Fading into the shadows after the development of the compact disc, vinyl records have been experiencing a major comeback over the past decade, generating revenue for artists and stores across the board. Yet, independent record stores are being cut out of the deal by artists and record labels, despite once being a major player in attracting attention to this musical format.

The recent release of Taylor Swift’s 11th album, The Tortured Poets Department, best highlights how the business approach of major artists and record labels could be hurting indie record stores. By Swift’s album release date, many Swifties who wanted a physical copy of the artist’s new album had already pre-ordered directly from Swift’s online store. This could be done in February or during one of the musician’s several special-edition flash sales that she announced over social media. 

This business approach is called direct-to-consumer (D2C), involving the music artists setting up their own online stores to sell albums and other merchandise directly to fans. But this method isn’t distinct to The Tortured Poets Department, as Beyoncé’s most recent album, Cowboy Carter, followed an identical pattern. 

The D2C business model is the likely result of the challenges the music industry faces today. From low album sales to low royalties from streaming services, artists are left with touring and merchandise as their primary ways to make an income in the music industry. Unfortunately, this model is cutting out independent record stores and hurting the businesses that existed long before vinyl records’ recent comeback. 
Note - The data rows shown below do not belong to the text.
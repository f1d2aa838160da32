//! CSRF state tokens for the authorization-code flow.

use chrono::{DateTime, Duration, Utc};
use dashmap::DashMap;
use std::sync::Arc;
use uuid::Uuid;

/// Authorization started by a subject and not yet completed.
#[derive(Clone, Debug)]
pub struct PendingAuthorization {
    pub subject_id: String,
    pub created_at: DateTime<Utc>,
}

/// Issued state tokens, single use, expiring after a fixed lifetime.
#[derive(Clone)]
pub struct CsrfStates {
    pending: Arc<DashMap<String, PendingAuthorization>>,
    lifetime: Duration,
}

impl CsrfStates {
    pub fn new(lifetime_seconds: i64) -> Self {
        Self {
            pending: Arc::new(DashMap::new()),
            lifetime: Duration::seconds(lifetime_seconds),
        }
    }

    /// Issue a fresh state token (UUID v4) bound to `subject_id`.
    pub fn issue(&self, subject_id: &str) -> String {
        let state = Uuid::new_v4().to_string();
        self.pending.insert(
            state.clone(),
            PendingAuthorization {
                subject_id: subject_id.to_string(),
                created_at: Utc::now(),
            },
        );
        state
    }

    /// Consume `state`. Returns `None` for unknown, reused or expired tokens.
    pub fn consume(&self, state: &str) -> Option<PendingAuthorization> {
        let (_, pending) = self.pending.remove(state)?;
        if Utc::now() - pending.created_at > self.lifetime {
            return None;
        }
        Some(pending)
    }

    pub fn cleanup_expired(&self) {
        let now = Utc::now();
        self.pending
            .retain(|_, pending| now - pending.created_at <= self.lifetime);
    }

    pub fn len(&self) -> usize {
        self.pending.len()
    }

    pub fn is_empty(&self) -> bool {
        self.pending.is_empty()
    }
}

/// Background task that drops expired states every `interval_seconds`.
pub async fn run_state_cleanup(states: CsrfStates, interval_seconds: u64) {
    let mut interval = tokio::time::interval(std::time::Duration::from_secs(interval_seconds));

    loop {
        interval.tick().await;
        states.cleanup_expired();
        tracing::debug!(remaining = states.len(), "OAuth state cleanup complete");
    }
}

#[cfg(test)]
mod tests {
    use super::*;

    #[test]
    fn test_issue_and_consume() {
        let states = CsrfStates::new(600);
        let state = states.issue("user123");
        assert!(!state.is_empty());

        let pending = states.consume(&state).unwrap();
        assert_eq!(pending.subject_id, "user123");
    }

    #[test]
    fn test_state_is_single_use() {
        let states = CsrfStates::new(600);
        let state = states.issue("alice");

        assert!(states.consume(&state).is_some());
        assert!(states.consume(&state).is_none());
    }

    #[test]
    fn test_unknown_state_rejected() {
        let states = CsrfStates::new(600);
        assert!(states.consume("invalid_state").is_none());
    }

    #[test]
    fn test_expired_state_rejected_and_swept() {
        // Negative lifetime: everything is already expired
        let states = CsrfStates::new(-1);

        let state = states.issue("bob");
        states.issue("carol");
        assert_eq!(states.len(), 2);

        assert!(states.consume(&state).is_none());
        states.cleanup_expired();
        assert!(states.is_empty());
    }
}
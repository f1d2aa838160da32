use anyhow::Result;
use apigate::api::create_oauth_router;
use apigate::config::Secrets;
use apigate::server;
use axum::{routing::get, Router};
use std::sync::Arc;
use tracing::info;
use youtube_analytics::{create_channel_router, AnalyticsService, ChannelAppState, YouTubeClient};

#[tokio::main]
async fn main() -> Result<()> {
    server::init_tracing("youtube_analytics=info,apigate=info");

    info!("youtube-analytics starting...");

    let config = server::load_configuration()?;
    let secrets = Secrets::from_env()?;

    let oauth_state = server::build_oauth_state(&config, &secrets)?;
    let service = AnalyticsService::new(oauth_state.gateway.clone(), Arc::new(YouTubeClient::new()));
    let channel_state = Arc::new(ChannelAppState { service });

    let router = Router::new()
        .route("/health", get(|| async { "ok" }))
        .merge(create_oauth_router(oauth_state))
        .merge(create_channel_router(channel_state));

    server::serve(router, &config.server.bind_addr).await?;

    info!("youtube-analytics stopped");
    Ok(())
}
For many, indie record stores played a major role in keeping the warm, authentic sounds that came from vinyl records alive during the peak of CDs and the early years of MP3. Now, these stores aren’t just being cut out from the excitement of new releases. Major artists and record labels are enticing fans with “exclusives,” hoping to prompt purchases of multiple copies of a record by offering variants that each have special features, often available strictly through the artist’s website or a major retailer. 

A prime example of this is Swift’s Target exclusive album, which was a “phantom” clear vinyl that included a 24-page jacket with rare photos, a replica of the singer-songwriter’s handwritten lyrics, and a bonus track. This album was also available for preorder. 

Swift’s preorder mania neglected to support independent record stores though, with shops forbidden from getting their hands on the album until the official release date. 

In response to the dangers D2C poses to indie record stores, 70 U.S. independent vinyl retailers wrote an open letter to record labels earlier this week that calls for an end to the practice of pre-selling records exclusively through D2C channels. 

Rough Trade, a London-based record store, described the current approach as “a two-tiered system that privileges certain consumers over others. This not only fosters feelings of exclusion and frustration among music enthusiasts but also perpetuates inequalities within the industry. Independent retailers, in particular, are disproportionately affected by this practice, as they often lack the resources and negotiating power to compete with larger chains or online platforms.”